Further enhancements to NVMe will become available over the coming months and years as host adapters become more widely available that support NVMe over Fabric (NVMeOF) to provide further performance benefit. If you’re looking to replace your storage infrastructure and gaining the low latency performance that NVMe can bring, one thing to check is whether the array supports NVMe End-to-End to make sure that you protect your investment.
Coming back to the new FlashSystem 9100 – it’s designed to support NVMe End-to-End but IBM has dropped the ‘V’ moniker that is associated with the 9100’s predecessors (i.e. V5000, V7000, V9000) signifying the integration of IBM’s Spectrum Virtualise Software Defined Storage (SDS) hypervisor. Yes, all 9100’s will still come with Spectrum Virtualise as standard but the new array extends SDS integration far beyond this to help clients focus on improving the use of their data. In achieving this, the 9100 is available either as a standalone array with Spectrum Virtualise or as a choice from three solution bundles that incorporate functionality like multi-cloud support, data protection and reuse, business continuity and private cloud flexibility.
- Spectrum Virtualise as a storage hypervisor – allowing over 440 IBM and 3rd party storage arrays to be virtualised and inherit functionality from the parent array – such as compression, deduplication, tiering and encryption.
- Spectrum Virtualise for Public Cloud to allow synchronous or asynchronous replication from an on-premise storage to public cloud
- Copy Data Management to capture and reuse primary data for secondary use cases such as testing, development and analytics with self-service provisioning to provide cloud efficiency to on-premise applications.
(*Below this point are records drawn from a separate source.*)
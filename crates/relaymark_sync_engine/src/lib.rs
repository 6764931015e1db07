//! # Relaymark Sync Engine
//!
//! Replaceable-state synchronization for relaymark.
//!
//! This crate provides:
//! - Fetch deduplication (one in-flight fetch per document)
//! - Two-tier document cache (memory + persistent)
//! - Durable offline operation queue
//! - Retry with exponential backoff
//! - A generic document engine with one adapter per state kind
//! - The bookmark service API
//!
//! ## Architecture
//!
//! Every piece of user state is a *replaceable document*: the newest relay
//! record for an (owner, kind) pair fully replaces all earlier ones. The
//! engine therefore never sends deltas:
//! 1. Read the current document (cache first)
//! 2. Recompute the full document with a pure per-kind function
//! 3. Cache it optimistically
//! 4. Publish it, or queue the operation while offline
//!
//! ## Key Invariants
//!
//! - At most one network fetch per document is in flight
//! - A cache entry is only `confirmed` once the relays returned or accepted it
//! - Queued operations replay strictly in order per owner
//! - Duplicate adds and removals of absent items are no-ops, not errors

#![deny(unsafe_code)]
#![warn(missing_docs)]

mod adapter;
mod cache;
mod config;
mod connectivity;
mod dedup;
mod engine;
mod error;
mod events;
mod gateway;
mod queue;
mod retry;
mod service;

pub use adapter::{BookmarkListAdapter, CollectionsAdapter, MetadataAdapter, StateKindAdapter};
pub use cache::{CacheEntry, DocumentKey, StateCache};
pub use config::{RetryConfig, SyncConfig, DEFAULT_FALLBACK_RELAYS};
pub use connectivity::Connectivity;
pub use dedup::{FetchDeduplicator, SharedFetch};
pub use engine::{DocumentState, SyncContext, SyncEngine, SyncStats};
pub use error::{SyncError, SyncResult};
pub use events::{EventBus, SyncEvent};
pub use gateway::{MockGateway, RelayGateway};
pub use queue::{DrainReport, OfflineQueue};
pub use retry::RetryExecutor;
pub use service::BookmarkService;
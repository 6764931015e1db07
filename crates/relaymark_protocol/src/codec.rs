//! Conversions between relay records and documents.
//!
//! - Bookmark list: one `["e", <event id>]` tag per bookmark, empty content
//! - Collections / metadata: a JSON array in the content, addressed by a `d` tag
//!
//! Decoders are strict about the record shape (kind, `d` tag, JSON syntax)
//! but lenient about duplicates: the first occurrence of an id wins.

use crate::bookmark::{BookmarkCollection, BookmarkMetadata};
use crate::error::{ProtocolError, ProtocolResult};
use crate::owner::{OwnerKey, StateKind};
use crate::record::{Record, RecordDraft};
use serde::de::DeserializeOwned;
use serde::Serialize;
use std::collections::HashSet;

fn check_shape(kind: StateKind, record: &Record) -> ProtocolResult<()> {
    if record.kind != kind.event_kind() {
        return Err(ProtocolError::Decode(format!(
            "expected kind {} for {kind}, got {}",
            kind.event_kind(),
            record.kind
        )));
    }
    if let Some(expected) = kind.identifier() {
        if record.identifier() != Some(expected) {
            return Err(ProtocolError::Decode(format!(
                "expected d tag {expected:?}, got {:?}",
                record.identifier()
            )));
        }
    }
    Ok(())
}

fn draft(owner: &OwnerKey, kind: StateKind, created_at: u64) -> RecordDraft {
    let draft = RecordDraft::new(owner.clone(), kind.event_kind(), created_at);
    match kind.identifier() {
        Some(d) => draft.with_tag(["d", d]),
        None => draft,
    }
}

fn decode_json_items<T, F>(kind: StateKind, record: &Record, key: F) -> ProtocolResult<Vec<T>>
where
    T: DeserializeOwned,
    F: Fn(&T) -> &str,
{
    check_shape(kind, record)?;
    if record.content.trim().is_empty() {
        return Ok(Vec::new());
    }
    let items: Vec<T> = serde_json::from_str(&record.content)
        .map_err(|e| ProtocolError::Decode(format!("{kind} content: {e}")))?;

    let mut seen = HashSet::new();
    Ok(items
        .into_iter()
        .filter(|item| seen.insert(key(item).to_string()))
        .collect())
}

fn encode_json_items<T: Serialize>(
    owner: &OwnerKey,
    kind: StateKind,
    items: &[T],
    created_at: u64,
) -> ProtocolResult<RecordDraft> {
    let content = serde_json::to_string(items)
        .map_err(|e| ProtocolError::Encode(format!("{kind} content: {e}")))?;
    Ok(draft(owner, kind, created_at).with_content(content))
}

/// Decodes a bookmark list record into its event ids.
pub fn decode_bookmark_list(record: &Record) -> ProtocolResult<Vec<String>> {
    check_shape(StateKind::BookmarkList, record)?;
    let mut seen = HashSet::new();
    Ok(record
        .tag_values("e")
        .filter(|id| seen.insert(*id))
        .map(String::from)
        .collect())
}

/// Encodes event ids as a bookmark list record.
pub fn encode_bookmark_list(owner: &OwnerKey, event_ids: &[String], created_at: u64) -> RecordDraft {
    event_ids
        .iter()
        .fold(draft(owner, StateKind::BookmarkList, created_at), |d, id| {
            d.with_tag(["e", id.as_str()])
        })
}

/// Decodes a collections record.
pub fn decode_collections(record: &Record) -> ProtocolResult<Vec<BookmarkCollection>> {
    decode_json_items(StateKind::BookmarkCollections, record, |c: &BookmarkCollection| {
        c.id.as_str()
    })
}

/// Encodes collections as a record.
pub fn encode_collections(
    owner: &OwnerKey,
    collections: &[BookmarkCollection],
    created_at: u64,
) -> ProtocolResult<RecordDraft> {
    encode_json_items(owner, StateKind::BookmarkCollections, collections, created_at)
}

/// Decodes a metadata record.
pub fn decode_metadata(record: &Record) -> ProtocolResult<Vec<BookmarkMetadata>> {
    decode_json_items(StateKind::BookmarkMetadata, record, |m: &BookmarkMetadata| {
        m.event_id.as_str()
    })
}

/// Encodes metadata as a record.
pub fn encode_metadata(
    owner: &OwnerKey,
    metadata: &[BookmarkMetadata],
    created_at: u64,
) -> ProtocolResult<RecordDraft> {
    encode_json_items(owner, StateKind::BookmarkMetadata, metadata, created_at)
}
The 9100 will also be available to purchase under IBM’s Storage Utility Model to allow clients to pay by capacity used as an opex model to also embrace the commercial benefit of cloud economics
- Spectrum Protect Plus to protect virtual environments
Whilst 9100 is being positioned as a replacement for clients that would have otherwise considered the V9000, there is currently no withdrawal from marketing planned for the V9000. The midrange V5030F and V7000F will continue to exist as lower price points into high-performance storage although not currently NVMe.